Francis was elected in March 2013 after the resignation of Benedict, the first pontiff to step down in nearly six centuries, amid turmoil and intrigue about secret lobbies and financial chicanery. The cardinal electors sought a reformer with a strong administrative hand, but few anticipated how Francis, then the 76-year-old archbishop of Buenos Aires, would blend reformist zeal and folksy charm in a push to clean house and transform the church.
“Buona sera,” good evening, Francis announced to the faithful in his first remarks as pope from the balcony overlooking St. Peter’s Square, breaking the ice with unaffected style. He joked about being from Argentina, noting that in fulfilling their duty to produce a pope, “it seems that my brother cardinals have gone almost to the ends of the Earth to get him.” …
Francis signaled his humble style from the outset. He paid his own bill at the Vatican hotel where he stayed during the conclave that elected him, rode about town in a modest Ford Focus, lived in a Vatican guesthouse rather than the ornate papal apartments and, in a Holy Week ritual performed at a youth prison, washed the feet of a young Muslim woman. Later, in his ailing years, he referred to his own frailty in demanding dignity for the aged.
His humility could be disarming. When asked about a priest who was said to be gay, he responded, “Who am I to judge?”
“Who am I to judge?” This statement seemed to recall Jesus’s statement to the Pharisees when they brought before him a woman condemned to be stoned for adultery. When they asked him if she should be stoned in accordance with the Law of Moses, he replied, “If any one of you is without sin, let him throw the first stone.”
Setting aside Paul’s explicit condemnation of homosexuality in Romans 1:26-27, the trouble with Francis’s statement is, it seems to me, twofold. First is the fact that Roman Catholic priests take a vow of celibacy—that is, they explicitly renounce sexuality.
Secondly, the Pope’s statement was remarkably tone-deaf to scandals that have rocked the Catholic church in recent decades involving gay priests who have abused minors in their congregations.
In 2018, Francis initially ignored Chilean abuse victims when he appointed Juan Barros Madrid to head the diocese of Osorno in Chile. Barros had been mentored by a notorious abuser named Father Fernando Karadima.
I mention the controversial matter of sexuality not in an attempt to adjudicate it, but to point out the broader controversy of Francis’s papacy—namely, his conspicuous embrace of many elements in the globalist agenda, including his advocacy of mass illegal immigration and what may be characterized as the Climate Change Cult.
In 2016, Francis seemed to throw his prestige behind the globalist propaganda campaign to prevent Donald Trump from being elected president. On February 18, 2016, he stated:
A person who thinks only about building walls, wherever they may be, and not building bridges, is not Christian. This is not in the Gospel.
Seeing this reminded me of the walls around Vatican City.
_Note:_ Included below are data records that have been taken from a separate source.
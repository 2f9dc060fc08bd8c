//! Uniform bucket grid over the torus for neighbour queries.
//!
//! Rebuilt from scratch every tick (O(N)); queries visit only the buckets
//! overlapping the query disc, with wrap-around.

use eph_core::{AgentId, Torus, Vec2};

#[cfg(feature = "fx-hash")]
type BucketMap = rustc_hash::FxHashMap<usize, Vec<AgentId>>;
#[cfg(not(feature = "fx-hash"))]
type BucketMap = std::collections::HashMap<usize, Vec<AgentId>>;

pub struct SpatialIndex {
    torus:     Torus,
    nx:        usize,
    ny:        usize,
    cell_w:    f64,
    cell_h:    f64,
    positions: Vec<Vec2>,
    buckets:   BucketMap,
}

impl SpatialIndex {
    /// Index `positions` (one per agent, in id order) with buckets of roughly
    /// `cell_size` on a side.
    pub fn build(torus: Torus, positions: &[Vec2], cell_size: f64) -> Self {
        let cell = if cell_size.is_finite() && cell_size > 0.0 { cell_size } else { torus.width.max(torus.height) };
        let nx = ((torus.width / cell).floor() as usize).max(1);
        let ny = ((torus.height / cell).floor() as usize).max(1);
        let mut index = Self {
            torus,
            nx,
            ny,
            cell_w: torus.width / nx as f64,
            cell_h: torus.height / ny as f64,
            positions: positions.to_vec(),
            buckets: BucketMap::default(),
        };
        for (i, &p) in positions.iter().enumerate() {
            let key = index.bucket_of(p);
            index.buckets.entry(key).or_default().push(AgentId(i as u32));
        }
        index
    }

    pub fn len(&self) -> usize {
        self.positions.len()
    }

    pub fn is_empty(&self) -> bool {
        self.positions.is_empty()
    }

    fn bucket_of(&self, p: Vec2) -> usize {
        let p = self.torus.wrap(p);
        let i = ((p.x / self.cell_w) as usize).min(self.nx - 1);
        let j = ((p.y / self.cell_h) as usize).min(self.ny - 1);
        j * self.nx + i
    }

    /// Wrapped bucket indices along one axis within `reach` buckets of `c`,
    /// each visited once.
    fn axis_span(c: usize, reach: usize, n: usize) -> Vec<usize> {
        if 2 * reach + 1 >= n {
            return (0..n).collect();
        }
        (0..=2 * reach)
            .map(|k| (c + n + k - reach) % n)
            .collect()
    }

    /// Agents within toroidal distance `radius` of `p`, ascending id.
    pub fn query(&self, p: Vec2, radius: f64) -> Vec<AgentId> {
        if !(radius >= 0.0) {
            return Vec::new();
        }
        let p = self.torus.wrap(p);
        let ci = ((p.x / self.cell_w) as usize).min(self.nx - 1);
        let cj = ((p.y / self.cell_h) as usize).min(self.ny - 1);
        let reach_x = ((radius / self.cell_w).ceil() as usize).min(self.nx);
        let reach_y = ((radius / self.cell_h).ceil() as usize).min(self.ny);

        let mut found = Vec::new();
        for j in Self::axis_span(cj, reach_y, self.ny) {
            for i in Self::axis_span(ci, reach_x, self.nx) {
                if let Some(bucket) = self.buckets.get(&(j * self.nx + i)) {
                    found.extend(
                        bucket
                            .iter()
                            .copied()
                            .filter(|a| self.torus.distance(p, self.positions[a.index()]) <= radius),
                    );
                }
            }
        }
        found.sort_unstable();
        found
    }

    /// Like [`query`](Self::query) around an indexed agent, excluding it.
    pub fn neighbors_of(&self, agent: AgentId, radius: f64) -> Vec<AgentId> {
        let Some(&p) = self.positions.get(agent.index()) else {
            return Vec::new();
        };
        let mut found = self.query(p, radius);
        found.retain(|&a| a != agent);
        found
    }
}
Pope Leo IV commissioned their construction in 846 in response to Saracen attacks that caused significant damage to the St. Peter’s Basilica.
We believe the most disturbing gesture of his papacy was Vatican City’s issuance of a 20 Euro silver coin in 2022. As the Numista catalogue describes it:
The coin depicts a doctor, a nurse and a young person who is ready to receive the vaccine. The Holy Father has repeatedly stressed the importance of vaccination, recalling that healthcare is “a moral obligation”, and it is important to “continue efforts to immunize even the poorest peoples.
Note that the formulation “a young person who is ready to receive the vaccine” is identical to the formulation for a communicant “who is ready to receive the host”—in Italian “pronto a ricevere l’Eucaristia.”
The obverse of the coin bears the name Franciscus, the year 2022 (“Anno MMXXII”) and the Coat of Arms of Pope Francis.
I have no doubt that Francis performed many acts of Christian love and charity during his long life, and I hope he will rest in peace.